A ambulância chega e encontra o Carlinhos meio alucinado, parecia falar sozinho. O cara todo de branco parecia sarcástico quando disse:
- Já está delirando, pega a injeção de adrenalina...
- Cadê?
- Como cadê? Deixei aí, eu recém tinha saído do... PUTA MERDA! Acabou!
- Como acabou?
- Lembra aquela velha que se engasgou com um espaguete? Usei nela, e quando voltei pro HPS esqueci de repor...

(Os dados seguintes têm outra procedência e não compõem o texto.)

// SPDX-License-Identifier: MIT OR Apache-2.0
//! steward-core
//!
//! The stable contract for steward: intent and decision types shared by the
//! orchestrator, the approval engine, and the executor daemon.
//!
//! If you only take one dependency, take this one.
#![deny(unsafe_code)]
#![warn(missing_docs)]

/// Single-winner intent selection.
pub mod arbiter;
/// Canonical JSON encoding and SHA-256 fingerprints.
pub mod fingerprint;
/// Stateless intent admission.
pub mod gate;

pub use arbiter::GlobalArbiter;
pub use fingerprint::{canonical_json, fingerprint, sha256_hex};
pub use gate::{Gate, GatePolicy};

use schemars::JsonSchema;
use serde::{Deserialize, Serialize};
use std::collections::BTreeMap;
use std::fmt;
use std::path::PathBuf;
use uuid::Uuid;

/// Errors produced when contract types fail to serialize.
#[derive(Debug, thiserror::Error)]
pub enum ContractError {
    /// JSON (de)serialization failure.
    #[error("json serialization failed: {0}")]
    Json(#[from] serde_json::Error),
}

/// The closed set of domains a proposal may target.
#[derive(
    Debug, Clone, Copy, PartialEq, Eq, PartialOrd, Ord, Hash, Serialize, Deserialize, JsonSchema,
)]
#[serde(rename_all = "snake_case")]
pub enum Domain {
    /// Inbox threads and outbound mail drafts.
    Messages,
    /// Calendar events and agenda drafts.
    Calendar,
    /// Local repositories (test runs, patch drafts).
    Coding,
    /// The social forum feed, posts, and replies.
    Forum,
}

impl Domain {
    /// All domains, in declaration order.
    pub const ALL: [Domain; 4] = [
        Domain::Messages,
        Domain::Calendar,
        Domain::Coding,
        Domain::Forum,
    ];

    /// The lowercase wire name of this domain.
    pub fn as_str(&self) -> &'static str {
        match self {
            Domain::Messages => "messages",
            Domain::Calendar => "calendar",
            Domain::Coding => "coding",
            Domain::Forum => "forum",
        }
    }
}

impl fmt::Display for Domain {
    fn fmt(&self, f: &mut fmt::Formatter<'_>) -> fmt::Result {
        f.write_str(self.as_str())
    }
}

impl std::str::FromStr for Domain {
    type Err = String;

    fn from_str(s: &str) -> Result<Self, Self::Err> {
        match s {
            "messages" => Ok(Domain::Messages),
            "calendar" => Ok(Domain::Calendar),
            "coding" => Ok(Domain::Coding),
            "forum" => Ok(Domain::Forum),
            other => Err(format!("unknown domain '{other}'")),
        }
    }
}

/// Risk descriptor attached to an intent.
///
/// Advisory at the gate; the approval queues are what actually hold
/// side-effectful work behind tokens.
#[derive(Debug, Clone, Default, PartialEq, Serialize, Deserialize, JsonSchema)]
pub struct Risk {
    /// The action touches a system outside this host.
    #[serde(default)]
    pub external_effect: bool,

    /// The action cannot be undone once performed.
    #[serde(default)]
    pub irreversible: bool,

    /// The action handles sensitive data.
    #[serde(default)]
    pub sensitive: bool,

    /// Token types the action would require at execution time.
    #[serde(default)]
    pub requires_token: Vec<String>,
}

/// A typed proposal to do something in one domain.
///
/// Intents are immutable once constructed; schedulers produce them, the gate
/// validates their shape, and the arbiter picks at most one per tick.
#[derive(Debug, Clone, PartialEq, Serialize, Deserialize, JsonSchema)]
pub struct Intent {
    /// Stable identifier (uuid v4).
    pub id: String,

    /// Target domain.
    pub domain: Domain,

    /// Free-form intent type; must be on the gate's allow-list to pass.
    #[serde(rename = "type")]
    pub kind: String,

    /// Untrusted property bag carried from the scheduler to the controller.
    #[serde(default)]
    pub payload: BTreeMap<String, serde_json::Value>,

    /// Expected value in [0.0, 1.0].
    pub value: f64,

    /// Urgency in [0.0, 1.0].
    pub urgency: f64,

    /// Estimated effort in seconds, in [0, 3600].
    pub effort_s: u32,

    /// Risk descriptor.
    #[serde(default)]
    pub risk: Risk,

    /// Human-readable precondition labels (advisory).
    #[serde(default)]
    pub preconditions: Vec<String>,
}

impl Intent {
    /// Create an intent with a fresh id and neutral scores
    /// (`value=0.5`, `urgency=0.5`, `effort_s=60`).
    pub fn new(domain: Domain, kind: impl Into<String>) -> Self {
        Self {
            id: Uuid::new_v4().to_string(),
            domain,
            kind: kind.into(),
            payload: BTreeMap::new(),
            value: 0.5,
            urgency: 0.5,
            effort_s: 60,
            risk: Risk::default(),
            preconditions: Vec::new(),
        }
    }

    /// Insert a payload entry.
    pub fn with_payload(mut self, key: impl Into<String>, value: impl Into<serde_json::Value>) -> Self {
        self.payload.insert(key.into(), value.into());
        self
    }

    /// Set the scoring triple.
    pub fn with_scores(mut self, value: f64, urgency: f64, effort_s: u32) -> Self {
        self.value = value;
        self.urgency = urgency;
        self.effort_s = effort_s;
        self
    }

    /// Set the precondition labels.
    pub fn with_preconditions(mut self, preconditions: Vec<String>) -> Self {
        self.preconditions = preconditions;
        self
    }

    /// Fetch a payload field as a string, empty when absent or non-string.
    pub fn payload_str(&self, key: &str) -> &str {
        self.payload.get(key).and_then(|v| v.as_str()).unwrap_or("")
    }
}

/// The gate's verdict on a single intent.
#[derive(Debug, Clone, PartialEq, Serialize, Deserialize, JsonSchema)]
pub struct Decision {
    /// The intent that was judged.
    pub intent: Intent,
    /// Whether the intent may proceed to a controller.
    pub accepted: bool,
    /// One-word reason code (`ok` on acceptance).
    pub reason: String,
}

impl Decision {
    /// An accepting decision with reason `ok`.
    pub fn accept(intent: Intent) -> Self {
        Self {
            intent,
            accepted: true,
            reason: "ok".to_string(),
        }
    }

    /// A rejecting decision with the given reason code.
    pub fn reject(intent: Intent, reason: impl Into<String>) -> Self {
        Self {
            intent,
            accepted: false,
            reason: reason.into(),
        }
    }
}

/// Outcome status of a controller execution.
#[derive(Debug, Clone, Copy, PartialEq, Eq, Serialize, Deserialize, JsonSchema)]
#[serde(rename_all = "snake_case")]
pub enum ExecStatus {
    /// The controller produced its artifacts.
    Ok,
    /// The controller ran but the work failed.
    Fail,
    /// The intent was not applicable to this controller.
    Skipped,
}

impl fmt::Display for ExecStatus {
    fn fmt(&self, f: &mut fmt::Formatter<'_>) -> fmt::Result {
        let s = match self {
            ExecStatus::Ok => "ok",
            ExecStatus::Fail => "fail",
            ExecStatus::Skipped => "skipped",
        };
        f.write_str(s)
    }
}

/// What a controller did with an accepted intent.
#[derive(Debug, Clone, PartialEq, Serialize, Deserialize, JsonSchema)]
pub struct ExecutionResult {
    /// Outcome status.
    pub status: ExecStatus,
    /// Paths of artifacts written during execution.
    #[serde(default)]
    pub artifacts: Vec<PathBuf>,
    /// Short operator-facing note.
    #[serde(default)]
    pub note: String,
}

impl ExecutionResult {
    /// A successful result.
    pub fn ok(artifacts: Vec<PathBuf>, note: impl Into<String>) -> Self {
        Self {
            status: ExecStatus::Ok,
            artifacts,
            note: note.into(),
        }
    }

    /// A failed result.
    pub fn fail(artifacts: Vec<PathBuf>, note: impl Into<String>) -> Self {
        Self {
            status: ExecStatus::Fail,
            artifacts,
            note: note.into(),
        }
    }

    /// A skipped result (no artifacts).
    pub fn skipped(note: impl Into<String>) -> Self {
        Self {
            status: ExecStatus::Skipped,
            artifacts: Vec::new(),
            note: note.into(),
        }
    }
}
// SPDX-License-Identifier: MIT OR Apache-2.0
//! Anthropic provider: the `/v1/messages` endpoint.

use super::{COMPLETE_TIMEOUT, maybe_parse_json, read_json_response};
use crate::{Llm, LlmError, LlmResponse, TextStream, chunked_stream};
use async_trait::async_trait;
use serde_json::json;

/// API version header value.
const ANTHROPIC_VERSION: &str = "2023-06-01";

/// Upper bound on generated tokens per call.
const MAX_TOKENS: u32 = 800;

/// Client for the Anthropic Messages API.
#[derive(Debug, Clone)]
pub struct AnthropicHttp {
    api_key: String,
    base_url: String,
    model: String,
    client: reqwest::Client,
}

impl AnthropicHttp {
    /// Connect with an API key, a base URL, and a model name.
    pub fn new(
        api_key: impl Into<String>,
        base_url: impl Into<String>,
        model: impl Into<String>,
    ) -> Self {
        Self {
            api_key: api_key.into(),
            base_url: base_url.into().trim_end_matches('/').to_string(),
            model: model.into(),
            client: reqwest::Client::new(),
        }
    }

    fn messages_url(&self) -> String {
        format!("{}/v1/messages", self.base_url)
    }
}

#[async_trait]
impl Llm for AnthropicHttp {
    async fn complete(
        &self,
        system: &str,
        user: &str,
        json_mode: bool,
    ) -> Result<LlmResponse, LlmError> {
        let payload = json!({
            "model": self.model,
            "max_tokens": MAX_TOKENS,
            "system": system,
            "messages": [{"role": "user", "content": user}],
        });
        let resp = self
            .client
            .post(self.messages_url())
            .timeout(COMPLETE_TIMEOUT)
            .header("x-api-key", &self.api_key)
            .header("anthropic-version", ANTHROPIC_VERSION)
            .json(&payload)
            .send()
            .await?;
        let data = read_json_response(resp).await?;

        let mut text = String::new();
        for block in data["content"].as_array().into_iter().flatten() {
            if block["type"] == "text"
                && let Some(piece) = block["text"].as_str()
            {
                text.push_str(piece);
            }
        }
        let text = text.trim().to_string();
        Ok(LlmResponse {
            json: maybe_parse_json(json_mode, &text),
            text,
            model: self.model.clone(),
            usage: data.get("usage").cloned(),
        })
    }

    async fn stream(&self, system: &str, user: &str) -> Result<TextStream, LlmError> {
        // No native streaming here; generate once and re-emit in chunks.
        let resp = self.complete(system, user, false).await?;
        Ok(chunked_stream(resp.text))
    }
}
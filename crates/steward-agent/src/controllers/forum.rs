// SPDX-License-Identifier: MIT OR Apache-2.0
//! The forum controller: reply and post drafts, deduplicated by `qid`.
//!
//! Reply qids derive from the post id, so the same feed item seen on two
//! ticks enqueues exactly once.

use super::write_draft;
use crate::AgentError;
use std::path::PathBuf;
use std::sync::Arc;
use steward_core::{ExecutionResult, Intent};
use steward_llm::prompts::{
    system_forum_post, system_forum_reply, user_forum_post, user_forum_reply,
};
use steward_llm::{Llm, sanitize_untrusted_text};
use steward_queue::{ActionSpec, CreatePostSpec, QueueItem, QueueStore, ReplyPostSpec};
use tracing::debug;
use uuid::Uuid;

/// Realizes `draft_forum_reply` and `draft_forum_post` intents.
pub struct ForumController {
    artifacts_dir: PathBuf,
    llm: Option<Arc<dyn Llm>>,
}

impl ForumController {
    /// A controller writing under `artifacts_dir`.
    pub fn new(artifacts_dir: impl Into<PathBuf>, llm: Option<Arc<dyn Llm>>) -> Self {
        Self {
            artifacts_dir: artifacts_dir.into(),
            llm,
        }
    }

    fn queue(&self) -> QueueStore {
        QueueStore::new(self.artifacts_dir.join("forum/post_queue.json"))
    }

    async fn generate(&self, system: &str, user: &str) -> String {
        let Some(llm) = &self.llm else {
            return String::new();
        };
        match llm.complete(system, user, false).await {
            Ok(resp) => resp.text,
            Err(e) => {
                debug!(error = %e, "forum draft generation failed, writing empty body");
                String::new()
            }
        }
    }

    /// Realize one accepted forum intent.
    pub async fn execute(&self, intent: &Intent) -> Result<ExecutionResult, AgentError> {
        let drafts_dir = self.artifacts_dir.join("forum/drafts");

        match intent.kind.as_str() {
            "draft_forum_reply" => {
                let post_id = sanitize_untrusted_text(intent.payload_str("post_id"), 200);
                let title = sanitize_untrusted_text(intent.payload_str("title"), 200);
                let content = sanitize_untrusted_text(intent.payload_str("content"), 4000);

                let safe_post_id = safe_id(&post_id);
                let qid = format!("molt_reply_{safe_post_id}");
                let store = self.queue();
                if store.contains(&qid)? {
                    return Ok(ExecutionResult::ok(
                        vec![store.path().to_path_buf()],
                        "draft_exists_skip_enqueue",
                    ));
                }

                let draft = self
                    .generate(system_forum_reply(), &user_forum_reply(&title, &content))
                    .await;
                let path = drafts_dir.join(format!("reply_{safe_post_id}.md"));
                write_draft(
                    &path,
                    &format!(
                        "# Forum Reply Draft\n\nPost: {title}\n\nContext:\n{content}\n\n---\n\nDraft:\n\n{draft}\n"
                    ),
                )?;

                let spec = ActionSpec::ReplyPost(ReplyPostSpec {
                    qid: qid.clone(),
                    post_id,
                    body_md_path: path.to_string_lossy().into_owned(),
                });
                store.append(QueueItem::pending(&spec)?)?;
                Ok(ExecutionResult::ok(
                    vec![path, store.path().to_path_buf()],
                    "reply_draft_created_and_enqueued",
                ))
            }

            "draft_forum_post" => {
                let title = sanitize_untrusted_text(intent.payload_str("title"), 200);
                let context = sanitize_untrusted_text(intent.payload_str("context"), 4000);

                let draft = self
                    .generate(system_forum_post(), &user_forum_post(&title, &context))
                    .await;
                let path = drafts_dir.join(format!("post_{}.md", Uuid::new_v4().simple()));
                write_draft(
                    &path,
                    &format!(
                        "# Forum Post Draft\n\nTitle: {title}\n\nContext:\n{context}\n\n---\n\nDraft:\n\n{draft}\n"
                    ),
                )?;

                let qid = format!("molt_post_{}", Uuid::new_v4().simple());
                let spec = ActionSpec::CreatePost(CreatePostSpec {
                    qid: qid.clone(),
                    title,
                    body_md_path: path.to_string_lossy().into_owned(),
                });
                let store = self.queue();
                store.append(QueueItem::pending(&spec)?)?;
                Ok(ExecutionResult::ok(
                    vec![path, store.path().to_path_buf()],
                    "post_draft_created_and_enqueued",
                ))
            }

            _ => Ok(ExecutionResult::skipped("unsupported_intent")),
        }
    }
}

/// Collapse a raw post id to `[A-Za-z0-9_-]`, capped at 64 characters.
/// An id with nothing salvageable gets a random hex name instead.
fn safe_id(raw: &str) -> String {
    let kept: String = raw
        .chars()
        .filter(|c| c.is_ascii_alphanumeric() || *c == '-' || *c == '_')
        .take(64)
        .collect();
    if kept.is_empty() {
        Uuid::new_v4().simple().to_string()
    } else {
        kept
    }
}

- Fudeu, o cara ta quase morrendo!
- Peraí.. segura aí!
O cara de branco correu pra ambulância, mexeu no porta luvas. Duas buchas de cocaína, hoje mais cedo, quando tinham ido na Conceição buscar um cara com dois tiros no braço, aproveitou e pegou umas, “pra garantia”, disse ele. Agora ia injetar no cara.
- Adrenalina, adrenalina!
- Tu é louco cara, não faz isso!
- Olha só, vai dar o mesmo efeito..
Tac! Carlinhos segurou firme até o HPS.
III
Na Lima e Silva, ela tomava o quarto chop. Seria sacanagem o que a Glória estava fazendo? Era pra estar aqui fazia meia hora. Desse jeito ia melar a coisa toda. Silvana começou a ficar levemente bêbada.
- Tem horas?
Glória chegou por trás.
- Onze e meia!!
- Filha da puta!
Mas pelo menos ela estava ali, sendo filha de quem fosse. Contou todo o lance, disse que o Carlinhos ia morrer, ninguém segura cinco facadas na barriga. Mas a policia tava por perto, mais cedo passou, o policial ficou encarando ela, mas ela abriu as pernas, tava de saia, ele olhou a calcinha e foi embora.
- Bem sacado...
E a Glória também tava sujeira, falou que o guri que deu as facadas foi pego logo depois, não sabe ainda se vai abrir o jogo, mas é bem provável. A situação ta difícil.
- Liga pras outras e diz que vamos pro Uruguai. A Laís ainda ta por lá?
- Acho que ta. Deve estar, se não estiver nós ficamos. Sabe como encontrar ela?
- Sim, ela tem uma espelunca.
IV
Telefonemas feitos e as quatro seguiam pra Montevidéu. Será que ta frio lá?
V
- O piá disse que a Glória mandou.
- Ah! Sabia, deve ser porque eu não paguei a..
- Não é nada disso.. isso é trabalho dado! Elas queriam te matar faz horas..
- Elas?
- Claro! Não te faz! Tu sabe que elas se conheciam... ou não sabe?
- Então fudeu mesmo! Cara, tu sabe onde elas estão?
- Uruguai, ta fora da nossa área.. não podemos fazer nada!
- Uruguai? Caralho, até a Laís!
- Mais uma? Folgado!
Ia ter mesmo que ligar pro Henrique, avisar todo pessoal do Uruguai. Matar as cinco! Matar todo mundo. Matar até a mãe do Badanha!
VI
Lá estavam as cinco reunidas no Uruguai, esperavam por Henrique, e os outros companheiros. Haviam combinado por telefone de fazer uma festa sabe se lá aonde. Sabe se lá com quem. Mas iriam morrer.
Henrique era o cabeça do grupo, o mentor. Uruguaio grosso, matava mesmo. Convocou os caras, todos estavam sabendo do que elas tinham aprontado. Tava beleza já.
VII
- Oi pessoal, quanto tempo né? Trouxe todo mundo, que beleza!
- É. Escuta, podemos entrar aí? Queremos te mostrar uma coisa!
- Oba, surpresa! Ta legal, entra aí...
Surpresa? Cinco tiros em cada?
Henrique ligou pro Carlinhos, tava tudo limpeza, tudo ok. Podia descançar..
VIII
Descançar? Tava indo pra casa da enfermeira que o cuidou, mais cedo esteve com a médica. A o Carlinhos sabe aproveitar a vida! Mal matou suas ultimas cinco amantes, quer dizer, mandou Henrique matar, mas ta ok, e já está com mais duas na conta! Esse é o cara.
IX
- Esse é o cara?
Perguntou Lucio Flávio, forte, assassino cruel. Não errava.
- Sim!
Responderam em coro a enfermeira e a médica.